RE: Simple text question
RE: Simple text question
- Subject: RE: Simple text question
- From: "Script2" <email@hidden>
- Date: Mon, 7 Jul 2008 13:38:05 -0400
- Importance: Normal
Thanks Michelle
This works.
But when I try
Set wordcnt to number of words in aword
Set newword to word cnt thru wordcnt of aword - it ignore the "[]" and "()"
Cnt is a counter - which word contains "[F]"
Ruby
-----Original Message-----
From: applescript-users-bounces+script2=email@hidden
[mailto:applescript-users-bounces+script2=email@hidden]
On Behalf Of Michelle Steiner
Sent: Monday, July 07, 2008 1:15 PM
To: Applescript Users
Subject: Re: Simple text question
On Jul 7, 2008, at 10:03 AM, Script2 wrote:
> I want to test which word contains [F].
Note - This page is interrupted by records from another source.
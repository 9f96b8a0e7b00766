#[cfg(test)]
pub mod capability_test;
#[cfg(test)]
pub mod forward_test;

pub mod capability;
pub mod forward;
pub mod source;
pub mod target;
pub mod mirror;
use std::error::Error;
use std::time::Duration;

use super::Config;

#[test]
fn test_defaults() {
    let config = Config::default();
    assert_eq!(
        config.device_path,
        "/dev/input/by-id/usb-1038_SteelSeries_Stratus_Duo-event-joystick"
    );
    assert_eq!(config.event_link, "/tmp/gamepad-event");
    assert_eq!(config.js_link, "/tmp/gamepad-js");
    assert_eq!(config.device_name, "VirtualGamepad");
    assert_eq!(config.poll_interval(), Duration::from_millis(1000));
}

#[test]
fn test_from_yaml() -> Result<(), Box<dyn Error>> {
    let content = r#"
device_path: /dev/input/event7
device_name: TestPad
poll_interval_ms: 250
"#;
    let config = Config::from_yaml(content)?;
    assert_eq!(config.device_path, "/dev/input/event7");
    assert_eq!(config.device_name, "TestPad");
    assert_eq!(config.poll_interval(), Duration::from_millis(250));

    // Unset fields fall back to defaults
    assert_eq!(config.event_link, "/tmp/gamepad-event");
    assert_eq!(config.js_link, "/tmp/gamepad-js");

    Ok(())
}

#[test]
fn test_cli_overrides() -> Result<(), Box<dyn Error>> {
    let args = crate::cli::Args {
        config: None,
        device: Some("/dev/input/event3".to_string()),
        event_link: None,
        js_link: Some("/run/pad-js".to_string()),
        name: None,
        poll_interval_ms: Some(50),
    };
    let config = args.into_config()?;
    assert_eq!(config.device_path, "/dev/input/event3");
    assert_eq!(config.js_link, "/run/pad-js");
    assert_eq!(config.poll_interval_ms, 50);
    assert_eq!(config.event_link, "/tmp/gamepad-event");
    assert_eq!(config.device_name, "VirtualGamepad");

    Ok(())
}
The problem is that Applescript doesn't consider non alpha-numerics as
part of words.
So no word contains "[F]"
This might solve your problem:
set a to "6000[F]this is test (#1)."
set text item delimiters to space
set a to text items of a
repeat with b in a
if b contains "[f]" then
set found to contents of b
exit repeat
end if
end repeat
found
--> "6000[F]this"
-- Michelle
--
"Every gun that is made, every warship launched, every rocket fired,
signifies in the final sense a theft from those who hunger and are not
fed, those who are cold and are not clothed."